Healthcare Financing For Your Practice

Medical practices often feel a strain on cash flow due to unpaid customer invoices. The reasons for this are varied, but it still leaves medical practices with more money going out to pay expenses than is coming in from revenue. In order to ameliorate this situation, many practices are turning to healthcare financing as a viable solution.

What is healthcare financing?

Many patients simply do not have the money on hand to pay their bills in one lump sum. The cost becomes prohibitive when compared to their own priorities and income levels, so they end up putting off payment. Eventually, those bills fall well outside of the aging window, and reminders from the practice’s office do not yield results. This leads to the bills going to collection agencies, and the patients’ credit scores are negatively impacted – and the medical practice still does not see the money they are owed.

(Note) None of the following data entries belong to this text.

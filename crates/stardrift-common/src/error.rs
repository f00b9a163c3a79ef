//! Error types for Project Stardrift.

use thiserror::Error;

use crate::ids::{NodeId, ResourceKind};

/// Top-level error type for Stardrift operations.
#[derive(Debug, Error)]
pub enum StardriftError {
    /// Configuration errors
    #[error("Config error: {0}")]
    Config(#[from] ConfigError),

    /// Scene resource misuse detected at teardown
    #[error("{count} scene violation(s), first: {first}")]
    SceneViolations {
        /// Number of violations recorded
        count: usize,
        /// First violation recorded
        first: SceneViolation,
    },
}

/// Configuration loading and saving errors.
#[derive(Debug, Error)]
pub enum ConfigError {
    /// Reading or writing the file failed
    #[error("Failed to access config file: {0}")]
    Io(#[from] std::io::Error),

    /// File contents are not valid TOML for the config schema
    #[error("Failed to parse config file: {0}")]
    Parse(String),

    /// Config could not be serialized
    #[error("Failed to serialize config: {0}")]
    Serialize(String),
}

/// Misuse of scene resources.
///
/// Scene backends record these instead of panicking so a run can report every
/// leak or double release at once.
#[derive(Debug, Clone, PartialEq, Eq, Error)]
pub enum SceneViolation {
    /// A resource was released a second time
    #[error("{kind} {id} released twice")]
    DoubleRelease {
        /// Resource kind
        kind: ResourceKind,
        /// Raw handle value
        id: u64,
    },

    /// A node was mutated after it was detached
    #[error("{node} used after detach")]
    StaleReference {
        /// Offending node
        node: NodeId,
    },

    /// A released shape or material was used again
    #[error("{kind} {id} used after release")]
    UseAfterRelease {
        /// Resource kind
        kind: ResourceKind,
        /// Raw handle value
        id: u64,
    },

    /// A shape or material was released while an attached node still used it
    #[error("{kind} {id} released while attached to {node}")]
    ReleasedWhileAttached {
        /// Resource kind
        kind: ResourceKind,
        /// Raw handle value
        id: u64,
        /// Node still holding the resource
        node: NodeId,
    },

    /// A handle was never issued by this scene
    #[error("unknown {kind} {id}")]
    UnknownHandle {
        /// Resource kind
        kind: ResourceKind,
        /// Raw handle value
        id: u64,
    },
}

/// Result type alias for Stardrift operations.
pub type StardriftResult<T> = Result<T, StardriftError>;
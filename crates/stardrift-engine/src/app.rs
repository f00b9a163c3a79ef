//! Application run loop.
//!
//! Builds the stage, feeds it the demo script for the configured number of
//! frames and reports what happened.

use anyhow::{Context, Result};
use tracing::{debug, info, warn};

use crate::config::EngineConfig;
use crate::demo::DemoScript;
use crate::stage::{Stage, StageSummary};
use crate::timing::FrameTiming;

/// Runs the headless demo to completion.
pub fn run(config: &EngineConfig) -> Result<()> {
    let seed = config.resolve_seed();
    info!("Seed: {seed}");

    let mut stage = Stage::new(config, seed);
    let mut script = DemoScript::new(u64::from(config.demo_frames) / 2);
    let mut timing = FrameTiming::new(config.target_fps).with_pacing(config.realtime);
    let report_every = u64::from(timing.target_fps()) * 5;

    info!(
        "Running {} frames at {} fps{}",
        config.demo_frames,
        timing.target_fps(),
        if timing.is_paced() { " (real time)" } else { "" }
    );

    for frame in 0..u64::from(config.demo_frames) {
        timing.begin_frame();
        for event in script.events(frame, &stage) {
            stage.handle(event);
        }
        stage.tick(timing.fixed_dt());
        timing.end_frame();

        if frame > 0 && frame % report_every == 0 {
            debug!(
                "Frame {frame}: {} trail particles (trails {}), {} effects, {} nodes attached, camera z {:.2}, cursor {:?}",
                stage.trail_particle_count(),
                if stage.trails_enabled() { "on" } else { "off" },
                stage.effects().active_count(),
                stage.scene().attached_count(),
                stage.camera().position().z,
                stage.interaction().cursor()
            );
        }
    }

    info!(
        "Frame time: {:.3} ms average, {:.3} ms peak over {} frames",
        timing.average_frame_time_ms(),
        timing.peak_frame_time_ms(),
        timing.frames()
    );

    let summary = stage.shutdown().context("Scene teardown failed")?;
    report(&summary);
    Ok(())
}

fn report(summary: &StageSummary) {
    let stats = summary.stats;
    info!(
        "{} clicks ({} missed), {} effects, {} section changes",
        stats.clicks, stats.missed_clicks, summary.effects_started, stats.section_changes
    );
    info!(
        "Peak particles: {} in trails, {} in effects",
        stats.peak_trail_particles, stats.peak_effect_particles
    );
    info!(
        "Scene: {} nodes created, {} shapes released of {}, {} materials released of {}",
        summary.scene.nodes_created,
        summary.scene.shape_releases,
        summary.scene.shapes_created,
        summary.scene.material_releases,
        summary.scene.materials_created
    );

    if !summary.is_clean() {
        warn!(
            "Teardown left {} nodes, {} shapes and {} materials behind",
            summary.leaked_nodes, summary.leaked_shapes, summary.leaked_materials
        );
    }
}
//! Active ephemeral effects.
//!
//! The frame driver owns one [`EffectList`] and polls it once per tick.
//! Effects report [`EffectStatus::Finished`] after retiring their last
//! particle and are dropped from the list in the same tick.

use tracing::debug;

use crate::burst::BurstEmitter;
use crate::pulse::ClickPulse;
use crate::scene::Scene;

/// Whether an effect needs further ticks.
#[derive(Debug, Clone, Copy, PartialEq, Eq)]
pub enum EffectStatus {
    /// Still has live particles.
    Running,
    /// All particles retired.
    Finished,
}

/// A one-shot effect.
#[derive(Debug)]
pub enum Effect {
    /// Click burst.
    Burst(BurstEmitter),
    /// Click pulse.
    Pulse(ClickPulse),
}

impl Effect {
    /// Advances the effect by one tick.
    pub fn update<S: Scene + ?Sized>(&mut self, scene: &mut S) -> EffectStatus {
        match self {
            Self::Burst(burst) => burst.update(scene),
            Self::Pulse(pulse) => pulse.update(scene),
        }
    }

    /// Retires everything the effect still owns.
    pub fn dispose<S: Scene + ?Sized>(&mut self, scene: &mut S) {
        match self {
            Self::Burst(burst) => burst.dispose(scene),
            Self::Pulse(pulse) => pulse.dispose(scene),
        }
    }

    /// Live particles owned by the effect.
    #[must_use]
    pub fn particle_count(&self) -> usize {
        match self {
            Self::Burst(burst) => burst.len(),
            Self::Pulse(pulse) => usize::from(pulse.record().is_some()),
        }
    }
}

/// Ordered list of running effects.
#[derive(Debug, Default)]
pub struct EffectList {
    effects: Vec<Effect>,
    started: u64,
    completed: u64,
}

impl EffectList {
    /// Creates an empty list.
    #[must_use]
    pub fn new() -> Self {
        Self::default()
    }

    /// Starts tracking an effect.
    pub fn push(&mut self, effect: Effect) {
        self.started += 1;
        self.effects.push(effect);
    }

    /// Polls every effect once and drops the finished ones.
    pub fn update<S: Scene + ?Sized>(&mut self, scene: &mut S) {
        let before = self.effects.len();
        self.effects
            .retain_mut(|effect| effect.update(scene) == EffectStatus::Running);
        let finished = before - self.effects.len();
        if finished > 0 {
            self.completed += finished as u64;
            debug!("{finished} effect(s) finished, {} active", self.effects.len());
        }
    }

    /// Retires every running effect.
    pub fn clear<S: Scene + ?Sized>(&mut self, scene: &mut S) {
        for mut effect in self.effects.drain(..) {
            effect.dispose(scene);
        }
    }

    /// Number of running effects.
    #[must_use]
    pub fn active_count(&self) -> usize {
        self.effects.len()
    }

    /// Live particles across all running effects.
    #[must_use]
    pub fn particle_count(&self) -> usize {
        self.effects.iter().map(Effect::particle_count).sum()
    }

    /// Effects started since creation.
    #[must_use]
    pub const fn started(&self) -> u64 {
        self.started
    }

    /// Effects that ran to completion.
    #[must_use]
    pub const fn completed(&self) -> u64 {
        self.completed
    }

    /// Whether nothing is running.
    #[must_use]
    pub fn is_empty(&self) -> bool {
        self.effects.is_empty()
    }
}

#[cfg(test)]
mod tests {
    use super::*;
    use crate::burst::{trigger_burst, BurstConfig};
    use crate::pulse::PulseConfig;
    use crate::scene::MemoryScene;
    use glam::Vec3;
    use stardrift_common::Color;

    #[test]
    fn test_effects_removed_when_finished() {
        let mut scene = MemoryScene::new();
        let mut effects = EffectList::new();
        let mut rng = fastrand::Rng::with_seed(3);

        trigger_burst(
            &mut effects,
            &mut scene,
            Vec3::ZERO,
            Color::WHITE,
            &BurstConfig::default(),
            &mut rng,
        );
        effects.push(Effect::Pulse(ClickPulse::spawn(
            &mut scene,
            Vec3::ZERO,
            &PulseConfig::default(),
        )));
        assert_eq!(effects.active_count(), 2);
        assert_eq!(effects.particle_count(), 21);

        for _ in 0..30 {
            effects.update(&mut scene);
        }
        assert_eq!(effects.active_count(), 1);

        for _ in 30..60 {
            effects.update(&mut scene);
        }
        assert!(effects.is_empty());
        assert_eq!(effects.started(), 2);
        assert_eq!(effects.completed(), 2);
        assert_eq!(scene.attached_count(), 0);
        assert!(scene.violations().is_empty());
    }

    #[test]
    fn test_clear_retires_running_effects() {
        let mut scene = MemoryScene::new();
        let mut effects = EffectList::new();
        let mut rng = fastrand::Rng::with_seed(4);
        for _ in 0..3 {
            trigger_burst(
                &mut effects,
                &mut scene,
                Vec3::ONE,
                Color::WHITE,
                &BurstConfig::default(),
                &mut rng,
            );
        }
        effects.update(&mut scene);

        effects.clear(&mut scene);
        assert!(effects.is_empty());
        assert_eq!(scene.live_shapes(), 0);
        assert_eq!(scene.stats().shape_releases, 60);
        assert!(scene.violations().is_empty());
    }
}
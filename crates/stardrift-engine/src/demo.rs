//! Scripted input for headless runs.
//!
//! The script orbits the pointer around the viewport, clicks each object in
//! turn, scrolls through the page sections and toggles trails once, so a run
//! exercises every particle path without a window.

use glam::Vec2;

use crate::input::InputEvent;
use crate::stage::Stage;

/// Frames between scripted clicks.
const CLICK_INTERVAL: u64 = 90;

/// Frames between scripted scrolls.
const SCROLL_INTERVAL: u64 = 600;

/// Frames trails stay off after being toggled.
const TRAIL_PAUSE: u64 = 180;

/// Scroll sections visited in order.
const SECTION_TOUR: [u8; 4] = [1, 2, 1, 0];

/// Generates the input events for each frame.
#[derive(Debug, Clone)]
pub struct DemoScript {
    trail_toggle_frame: u64,
    clicks: usize,
    scrolls: usize,
}

impl DemoScript {
    /// Creates a script that pauses trails at `trail_toggle_frame`.
    #[must_use]
    pub const fn new(trail_toggle_frame: u64) -> Self {
        Self {
            trail_toggle_frame,
            clicks: 0,
            scrolls: 0,
        }
    }

    /// Events to apply before frame `frame` is ticked.
    pub fn events(&mut self, frame: u64, stage: &Stage) -> Vec<InputEvent> {
        let viewport = stage.viewport();
        let mut events = vec![InputEvent::PointerMove(orbit(frame, viewport))];

        if frame % CLICK_INTERVAL == CLICK_INTERVAL / 2 {
            let index = self.clicks % stage.objects().len().max(1);
            self.clicks += 1;
            if let Some(pixel) = stage.screen_position(index) {
                events.push(InputEvent::Click(pixel));
            }
        }

        if frame % SCROLL_INTERVAL == SCROLL_INTERVAL / 2 {
            let section = SECTION_TOUR[self.scrolls % SECTION_TOUR.len()];
            self.scrolls += 1;
            events.push(InputEvent::Scroll(f32::from(section) * viewport.y));
        }

        if frame == self.trail_toggle_frame {
            events.push(InputEvent::SetTrails(false));
        } else if frame == self.trail_toggle_frame + TRAIL_PAUSE {
            events.push(InputEvent::SetTrails(true));
        }

        events
    }
}

/// Pointer position on a slow Lissajous orbit around the viewport center.
fn orbit(frame: u64, viewport: Vec2) -> Vec2 {
    let t = frame as f32 / 60.0;
    let center = viewport * 0.5;
    center + Vec2::new((t * 0.7).cos() * 0.35, (t * 1.1).sin() * 0.3) * viewport
}

#[cfg(test)]
mod tests {
    use super::*;
    use crate::config::EngineConfig;

    #[test]
    fn test_orbit_stays_on_screen() {
        let viewport = Vec2::new(1280.0, 720.0);
        for frame in 0..2000 {
            let pixel = orbit(frame, viewport);
            assert!(pixel.x >= 0.0 && pixel.x <= viewport.x);
            assert!(pixel.y >= 0.0 && pixel.y <= viewport.y);
        }
    }

    #[test]
    fn test_script_schedule() {
        let stage = Stage::new(&EngineConfig::default(), 1);
        let mut script = DemoScript::new(100);

        let quiet = script.events(0, &stage);
        assert_eq!(quiet.len(), 1);

        let click = script.events(CLICK_INTERVAL / 2, &stage);
        assert!(click.iter().any(|e| matches!(e, InputEvent::Click(_))));

        let scroll = script.events(SCROLL_INTERVAL / 2, &stage);
        assert!(scroll.contains(&InputEvent::Scroll(720.0)));

        assert!(script.events(100, &stage).contains(&InputEvent::SetTrails(false)));
        assert!(script
            .events(100 + TRAIL_PAUSE, &stage)
            .contains(&InputEvent::SetTrails(true)));
    }

    #[test]
    fn test_full_run_is_clean() {
        let config = EngineConfig::default();
        let mut stage = Stage::new(&config, 7);
        let mut script = DemoScript::new(400);

        for frame in 0..1300 {
            for event in script.events(frame, &stage) {
                stage.handle(event);
            }
            stage.tick(1.0 / 60.0);
        }

        let stats = stage.stats();
        assert!(stats.clicks > 0);
        assert!(stats.section_changes >= 2);
        assert!(stats.peak_trail_particles <= 5 * config.trail.capacity);

        let summary = stage.shutdown().expect("no scene violations");
        assert!(summary.is_clean());
    }
}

Healthcare financing offers patients a way to spread the cost of their bills over low monthly payments. Healthcare financing acts as a line of credit that customers can use specifically for their medical bills at your practice. The financing is set up through a third party, which handles implementation, credit checks, reminders, and handling payments. When a patient applies for healthcare financing, someone in your office places a phone call, and in minutes you will have an answer as to how much financing a patient can receive, based on their credit score.

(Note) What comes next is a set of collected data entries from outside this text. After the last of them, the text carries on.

#[cfg(test)]
mod tests {
    use super::*;
    use crate::scene::{MaterialDesc, MemoryScene, ShapeDesc};
    use proptest::prelude::*;

    fn target(scene: &mut MemoryScene) -> NodeId {
        let shape = scene.create_shape(ShapeDesc::Box {
            width: 0.5,
            height: 0.5,
            depth: 0.5,
        });
        let material = scene.create_material(MaterialDesc::lambert(Color::WHITE));
        let node = scene.create_node(shape, material, Vec3::ZERO);
        scene.attach(node);
        node
    }

    fn emitter(scene: &mut MemoryScene, config: TrailConfig) -> (NodeId, TrailEmitter) {
        let node = target(scene);
        let trail = TrailEmitter::new(
            node,
            Color::from_hex(0x00ff88),
            scene,
            config,
            fastrand::Rng::with_seed(42),
        );
        (node, trail)
    }

    fn step(scene: &mut MemoryScene, node: NodeId, frame: u32) {
        scene.set_position(node, Vec3::new(frame as f32 * 0.1, 0.0, 0.0));
    }

    #[test]
    fn test_throttled_emission_every_rate_ticks() {
        let mut scene = MemoryScene::new();
        let config = TrailConfig {
            emission_rate: 3,
            lifespan_frames: 1000,
            ..Default::default()
        };
        let (node, mut trail) = emitter(&mut scene, config);

        let mut emitted_on = Vec::new();
        for frame in 1..=9 {
            let before = trail.len();
            step(&mut scene, node, frame);
            trail.update(&mut scene);
            if trail.len() > before {
                emitted_on.push(frame);
            }
        }

        assert_eq!(emitted_on, vec![3, 6, 9]);
        assert_eq!(trail.frame_counter(), 9);
        trail.dispose(&mut scene);
    }

    #[test]
    fn test_stationary_target_never_emits() {
        let mut scene = MemoryScene::new();
        let (_node, mut trail) = emitter(&mut scene, TrailConfig::default());

        for _ in 0..100 {
            trail.update(&mut scene);
        }

        assert!(trail.is_empty());
        assert_eq!(trail.frame_counter(), 0);
        assert_eq!(scene.stats().nodes_created, 1);
    }

    #[test]
    fn test_sub_threshold_jitter_is_stationary() {
        let mut scene = MemoryScene::new();
        let (node, mut trail) = emitter(&mut scene, TrailConfig::default());

        for frame in 1..=20 {
            let offset = if frame % 2 == 0 { 0.0009 } else { -0.0009 };
            scene.set_position(node, Vec3::new(offset, 0.0, 0.0));
            trail.update(&mut scene);
        }

        assert_eq!(trail.frame_counter(), 0);
        assert!(trail.is_empty());
    }

    #[test]
    fn test_accumulated_drift_counts_as_motion() {
        let mut scene = MemoryScene::new();
        let (node, mut trail) = emitter(&mut scene, TrailConfig::default());

        scene.set_position(node, Vec3::new(0.0005, 0.0, 0.0));
        trail.update(&mut scene);
        assert_eq!(trail.frame_counter(), 0);

        // 0.0015 from the last snapshot at the origin
        scene.set_position(node, Vec3::new(0.0015, 0.0, 0.0));
        trail.update(&mut scene);
        assert_eq!(trail.frame_counter(), 1);
        trail.dispose(&mut scene);
    }

    #[test]
    fn test_unbounded_capacity_does_not_preallocate() {
        let mut scene = MemoryScene::new();
        let config = TrailConfig {
            capacity: usize::MAX,
            ..Default::default()
        };
        let (_node, mut trail) = emitter(&mut scene, config);

        for _ in 0..4 {
            assert!(trail.emit_particle(&mut scene));
        }
        assert_eq!(trail.len(), 4);
        trail.dispose(&mut scene);
        assert!(scene.violations().is_empty());
    }

    #[test]
    fn test_particles_age_and_retire() {
        let mut scene = MemoryScene::new();
        let config = TrailConfig {
            emission_rate: 1,
            lifespan_frames: 5,
            ..Default::default()
        };
        let (node, mut trail) = emitter(&mut scene, config);

        step(&mut scene, node, 1);
        trail.update(&mut scene);
        assert_eq!(trail.len(), 1);

        for k in 2..=4 {
            trail.update(&mut scene);
            let ages: Vec<u32> = trail.particles().map(ParticleRecord::age).collect();
            assert_eq!(ages, vec![k]);
        }

        trail.update(&mut scene);
        assert!(trail.is_empty());
        assert_eq!(scene.stats().shape_releases, 1);
        assert!(scene.violations().is_empty());
    }

    #[test]
    fn test_fade_and_shrink_law() {
        let mut scene = MemoryScene::new();
        let config = TrailConfig {
            emission_rate: 1,
            lifespan_frames: 40,
            ..Default::default()
        };
        let (node, mut trail) = emitter(&mut scene, config);

        step(&mut scene, node, 1);
        trail.update(&mut scene);
        for _ in 0..9 {
            trail.update(&mut scene);
        }

        let particle = trail.particles().next().expect("one particle");
        let age = particle.age();
        assert_eq!(age, 10);

        let material = scene.material(particle.appearance()).expect("material");
        assert!((material.opacity - (1.0 - 10.0 / 40.0)).abs() < 1e-5);
        assert!((particle.scale() - 0.98_f32.powi(10)).abs() < 1e-5);

        let node_state = scene.node(particle.visual()).expect("node");
        assert!((node_state.scale.x - particle.scale()).abs() < 1e-6);
        trail.dispose(&mut scene);
    }

    #[test]
    fn test_capacity_evicts_oldest() {
        let mut scene = MemoryScene::new();
        let config = TrailConfig {
            capacity: 3,
            ..Default::default()
        };
        let (_node, mut trail) = emitter(&mut scene, config);

        let mut visuals = Vec::new();
        for _ in 0..5 {
            assert!(trail.emit_particle(&mut scene));
            visuals.push(trail.particles().last().expect("just emitted").visual());
        }

        let live: Vec<NodeId> = trail.particles().map(ParticleRecord::visual).collect();
        assert_eq!(live, visuals[2..].to_vec());
        assert_eq!(scene.position(visuals[0]), None);
        assert_eq!(scene.stats().material_releases, 2);
        trail.dispose(&mut scene);
        assert!(scene.violations().is_empty());
    }

    #[test]
    fn test_emission_tracks_target_with_jitter() {
        let mut scene = MemoryScene::new();
        let (node, mut trail) = emitter(&mut scene, TrailConfig::default());
        scene.set_position(node, Vec3::new(1.0, 2.0, 3.0));

        assert!(trail.emit_particle(&mut scene));
        let particle = trail.particles().next().expect("particle");
        let offset = particle.position() - Vec3::new(1.0, 2.0, 3.0);
        assert!(offset.abs().max_element() <= 0.025 + 1e-5);
        trail.dispose(&mut scene);
    }

    #[test]
    fn test_set_color_is_not_retroactive() {
        let mut scene = MemoryScene::new();
        let (_node, mut trail) = emitter(&mut scene, TrailConfig::default());

        trail.emit_particle(&mut scene);
        trail.set_color(Color::from_hex(0xff0000));
        trail.emit_particle(&mut scene);

        let colors: Vec<u32> = trail
            .particles()
            .map(|p| {
                scene
                    .material(p.appearance())
                    .expect("material")
                    .color
                    .to_hex()
            })
            .collect();
        assert_eq!(colors, vec![0x00ff88, 0xff0000]);
        trail.dispose(&mut scene);
    }

    #[test]
    fn test_rate_override_and_restore() {
        let mut scene = MemoryScene::new();
        let (_node, mut trail) = emitter(&mut scene, TrailConfig::default());

        trail.emphasize();
        assert_eq!(trail.emission_rate(), 1);
        trail.set_emission_rate(0);
        assert_eq!(trail.emission_rate(), 1);
        trail.restore_default_rate();
        assert_eq!(trail.emission_rate(), 2);
    }

    #[test]
    fn test_dispose_is_complete_and_idempotent() {
        let mut scene = MemoryScene::new();
        let (_node, mut trail) = emitter(&mut scene, TrailConfig::default());
        for _ in 0..7 {
            trail.emit_particle(&mut scene);
        }
        let before = scene.stats();

        trail.dispose(&mut scene);
        let after = scene.stats();
        assert_eq!(after.detach_calls - before.detach_calls, 7);
        assert_eq!(after.shape_releases - before.shape_releases, 7);
        assert_eq!(after.material_releases - before.material_releases, 7);
        assert!(trail.is_empty());

        trail.dispose(&mut scene);
        assert_eq!(scene.stats(), after);
        assert!(scene.violations().is_empty());
    }

    #[test]
    fn test_missing_target_emits_nothing() {
        let mut scene = MemoryScene::new();
        let (node, mut trail) = emitter(&mut scene, TrailConfig::default());
        scene.detach(node);

        assert!(!trail.emit_particle(&mut scene));
        trail.update(&mut scene);
        assert!(trail.is_empty());
        assert_eq!(trail.frame_counter(), 0);
    }

    #[test]
    fn test_decay_ages_without_emitting() {
        let mut scene = MemoryScene::new();
        let config = TrailConfig {
            lifespan_frames: 2,
            ..Default::default()
        };
        let (node, mut trail) = emitter(&mut scene, config);
        trail.emit_particle(&mut scene);

        step(&mut scene, node, 1);
        trail.decay(&mut scene);
        assert_eq!(trail.len(), 1);
        assert_eq!(trail.frame_counter(), 0);

        trail.decay(&mut scene);
        assert!(trail.is_empty());
    }

    #[test]
    fn test_validate_clamps() {
        let mut config = TrailConfig {
            capacity: 0,
            emission_rate: 0,
            lifespan_frames: 0,
            shrink_factor: 1.5,
            ..Default::default()
        };
        config.validate();
        assert_eq!(config.capacity, 1);
        assert_eq!(config.emission_rate, 1);
        assert_eq!(config.lifespan_frames, 1);
        assert!((config.shrink_factor - 1.0).abs() < f32::EPSILON);
    }

    proptest! {
        #[test]
        fn prop_capacity_never_exceeded(
            capacity in 1usize..16,
            ops in proptest::collection::vec(0u8..3, 1..200),
        ) {
            let mut scene = MemoryScene::new();
            let config = TrailConfig { capacity, emission_rate: 1, ..Default::default() };
            let (node, mut trail) = emitter(&mut scene, config);

            for (frame, op) in ops.into_iter().enumerate() {
                match op {
                    0 => { trail.emit_particle(&mut scene); },
                    1 => {
                        step(&mut scene, node, frame as u32 + 1);
                        trail.update(&mut scene);
                    },
                    _ => trail.update(&mut scene),
                }
                prop_assert!(trail.len() <= capacity);
            }

            trail.dispose(&mut scene);
            prop_assert!(scene.violations().is_empty());
            prop_assert_eq!(scene.attached_count(), 1);
        }

        #[test]
        fn prop_fade_law_holds_for_every_age(age in 1u32..40) {
            let mut scene = MemoryScene::new();
            let config = TrailConfig { lifespan_frames: 40, ..Default::default() };
            let (_node, mut trail) = emitter(&mut scene, config);
            trail.emit_particle(&mut scene);
            for _ in 0..age {
                trail.decay(&mut scene);
            }

            let particle = trail.particles().next().expect("still alive");
            let material = scene.material(particle.appearance()).expect("material");
            prop_assert!((material.opacity - (1.0 - age as f32 / 40.0)).abs() < 1e-5);
            prop_assert!((particle.scale() - 0.98_f32.powi(age as i32)).abs() < 1e-5);
            trail.dispose(&mut scene);
        }
    }
}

Easing the strain on cash flow

Healthcare financing solutions are typically partnered with a major credit card company, and patients receive a physical card to be used for payments. Those payments can be made over the phone, online, or at the medical practice. Rather than trying to track down large payments from numerous outstanding patient accounts, the practice will receive a high volume of smaller payments every month. This ensures a steady and healthy cash flow.

Building a reputation

By offering healthcare financing to patients, your practice will build a good reputation for offering flexible solutions. This will prevent patients from putting off care they need, because the overall cost is much less intimidation when spread out over monthly installments. And that alone will give you an edge over other medical practices in the area, as word of mouth spreads when patients talk to family, friends, and colleagues about how your practice offered healthcare financing to make their medical bills less burdensome than other practices.